On day 1, Mark Kidwell of OHL Logistics gave a good presentation on its implementation of JDA's workforce management in it many DCs. Kidwell noted early on that labor management is not an engineering or technology project, but a change management one. Right on.
A big part of the goal at OHL was to develop an incentive program for workers. The company actually had incentive programs in place but they varied by facility, and were based on far from perfect data from home grown systems, with a lot of key entry, such that OHL often had to pull incentive programs back because they were too costly - not a popular move for employees.
There was also some time urgency to the project, and for that reason - as well as bang for the buck - OHL just applied engineered standards to three areas: putaway, picking and replenishment, which represent 80% of its direct labor costs. Kidwell said it's really not clear if there is a payback for going beyond those three tasks.
The system really just got going in early 2016, so results are not clear yet, but I am pretty sure Kidwell said productivity has already increased on average from 71% of standard when it turned the system on to 90%. That's quite a jump - and the system has allowed OHL to implemented incentive programs that are accurate and fair to the company and the workers.
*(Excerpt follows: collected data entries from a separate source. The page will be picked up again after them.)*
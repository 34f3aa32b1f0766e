//! Readable-nodes cache.
//!
//! A periodically rebuilt snapshot of the nodes clients may read from:
//! valid, active, with space assigned, reported recently and not flagged
//! unreadable. Readers share the current snapshot; a refresh swaps in a
//! new one wholesale.

use std::sync::Arc;
use std::time::Duration;

use serde_json::json;
use tokio::sync::{broadcast, RwLock};
use tracing::{debug, warn};
use tracker_store::{NodeQuery, NodeStore, SortOrder};
use tracker_types::{Clock, ReadableNode};

use crate::metrics::TrackerMetrics;
use crate::TrackerError;

#[derive(Default)]
pub struct ReadableNodesCache {
    snapshot: RwLock<Arc<Vec<ReadableNode>>>,
}

impl ReadableNodesCache {
    pub fn new() -> Self {
        Self::default()
    }

    pub async fn get(&self) -> Arc<Vec<ReadableNode>> {
        self.snapshot.read().await.clone()
    }

    pub async fn replace(&self, nodes: Vec<ReadableNode>) {
        *self.snapshot.write().await = Arc::new(nodes);
    }
}

pub struct ReadableRefresher {
    store: Arc<dyn NodeStore + Send + Sync>,
    cache: Arc<ReadableNodesCache>,
    clock: Arc<dyn Clock>,
    metrics: Arc<TrackerMetrics>,
    /// Seconds within which a node must have reported.
    freshness: u64,
    interval: Duration,
}

impl ReadableRefresher {
    pub fn new(
        store: Arc<dyn NodeStore + Send + Sync>,
        cache: Arc<ReadableNodesCache>,
        clock: Arc<dyn Clock>,
        metrics: Arc<TrackerMetrics>,
        freshness: u64,
        interval: Duration,
    ) -> Self {
        Self {
            store,
            cache,
            clock,
            metrics,
            freshness,
            interval,
        }
    }

    fn selection(&self) -> Result<NodeQuery, TrackerError> {
        let since = self.clock.now().as_i64() - self.freshness as i64;
        let query = NodeQuery::from_json(&json!({
            "valid": 1,
            "status": 1,
            "assignedSpace": {"$gt": 0},
            "quota": {"$gt": 0},
            "timestamp": {"$gt": since},
            "unreadable": false,
        }))?;
        Ok(query)
    }

    /// Rebuild the snapshot now. Returns its size.
    pub async fn refresh_once(&self) -> Result<usize, TrackerError> {
        let nodes = self
            .store
            .filter_nodes(&self.selection()?, None, SortOrder::Ascending, 0)?;
        let readable: Vec<ReadableNode> = nodes.iter().map(ReadableNode::from).collect();
        let count = readable.len();
        self.cache.replace(readable).await;
        self.metrics.readable_nodes.set(count as i64);
        debug!(count, "readable nodes refreshed");
        Ok(count)
    }

    /// Refresh immediately, then every `interval`, until shutdown. A failed
    /// refresh keeps the previous snapshot.
    pub async fn run(self: Arc<Self>, mut shutdown: broadcast::Receiver<()>) {
        loop {
            if let Err(e) = self.refresh_once().await {
                warn!(error = %e, "refreshing readable nodes");
            }
            tokio::select! {
                biased;
                _ = shutdown.recv() => break,
                _ = tokio::time::sleep(self.interval) => {}
            }
        }
    }
}

#[cfg(test)]
mod tests {
    use super::*;
    use tracker_nullables::{NullClock, NullNodeStore};
    use tracker_types::Node;

    const NOW: u64 = 10_000;

    fn readable_node(id: i32) -> Node {
        Node {
            id,
            node_id: format!("n{id}"),
            valid: 1,
            status: 1,
            assigned_space: 10,
            quota: 5,
            timestamp: NOW as i64 - 10,
            weight: 3.7,
            ..Default::default()
        }
    }

    fn refresher(store: Arc<NullNodeStore>) -> (ReadableRefresher, Arc<ReadableNodesCache>, Arc<TrackerMetrics>) {
        let cache = Arc::new(ReadableNodesCache::new());
        let metrics = Arc::new(TrackerMetrics::new());
        let refresher = ReadableRefresher::new(
            store,
            cache.clone(),
            Arc::new(NullClock::new(NOW)),
            metrics.clone(),
            300,
            Duration::from_secs(300),
        );
        (refresher, cache, metrics)
    }

    #[tokio::test]
    async fn selects_only_readable_nodes() {
        let store = Arc::new(NullNodeStore::new());
        store.insert_node(&readable_node(1)).unwrap();
        let mut stale = readable_node(2);
        stale.timestamp = NOW as i64 - 300;
        let mut flagged = readable_node(3);
        flagged.unreadable = true;
        let mut inactive = readable_node(4);
        inactive.status = 0;
        let mut no_space = readable_node(5);
        no_space.assigned_space = 0;
        let mut no_quota = readable_node(6);
        no_quota.quota = 0;
        let mut invalid = readable_node(7);
        invalid.valid = 0;
        for node in [stale, flagged, inactive, no_space, no_quota, invalid] {
            store.insert_node(&node).unwrap();
        }

        let (refresher, cache, metrics) = refresher(store);
        assert_eq!(refresher.refresh_once().await.unwrap(), 1);
        let snapshot = cache.get().await;
        assert_eq!(snapshot.len(), 1);
        assert_eq!(snapshot[0].id, "1");
        assert_eq!(snapshot[0].weight, "3");
        assert_eq!(metrics.readable_nodes.get(), 1);
    }

    #[tokio::test]
    async fn refresh_replaces_previous_snapshot() {
        let store = Arc::new(NullNodeStore::new());
        store.insert_node(&readable_node(1)).unwrap();
        let (refresher, cache, _) = refresher(store.clone());
        refresher.refresh_once().await.unwrap();
        let before = cache.get().await;

        store.delete_node(1).unwrap();
        refresher.refresh_once().await.unwrap();
        assert_eq!(before.len(), 1);
        assert!(cache.get().await.is_empty());
    }
}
Paul Bjornsson of IKEA gave a very good presentation on the retailer's development of a capacity management system for its 1000 suppliers. He started with some interesting questions, such as how do you really define capacity? What are the metrics or units of measure?
Turns out a few years ago IKEA mostly managed capacity locally, out of its different global procurement offices for the suppliers in each region, so there was no global view. In addition, there was no standard way to define or measure that capacity, and much of the data they did have was suspect, resulting often in overestimation of a given supplier's real capacity. This then led to many cancelled or partial fulfillment of IKEA purchase orders, Impacting product availability at the store.
IKEA has spent that last several years building a centralized, global system, starting out with some Excel and some homegrown tools, recently moving to a JDA product. How is the data collected? It starts basically with Excel templates completed by its suppliers, which are then generally followed up with actual site visits, and in some cases stop watches and other tools to get as accurate as it can for a given supplier's capacity.
It's organized by major product category - let's say window frames - and now IKEA can see what its global capacity is across all suppliers in that category. I also like the concept IKEA has adopted that it calls "demonstrated capacity.” So, if a supplier says it has a capacity of 1000, but it always delivers 800, the system changes the capacity to 800.
IKEA plans to extend the system to its suppliers' suppliers, and says it had had a demonstrable impact on availability at the store, such that the payback from its rather modest investment was just two days. Bjornsson has indications it has reduced inventory costs as well, but he needs a bit more time to prove that.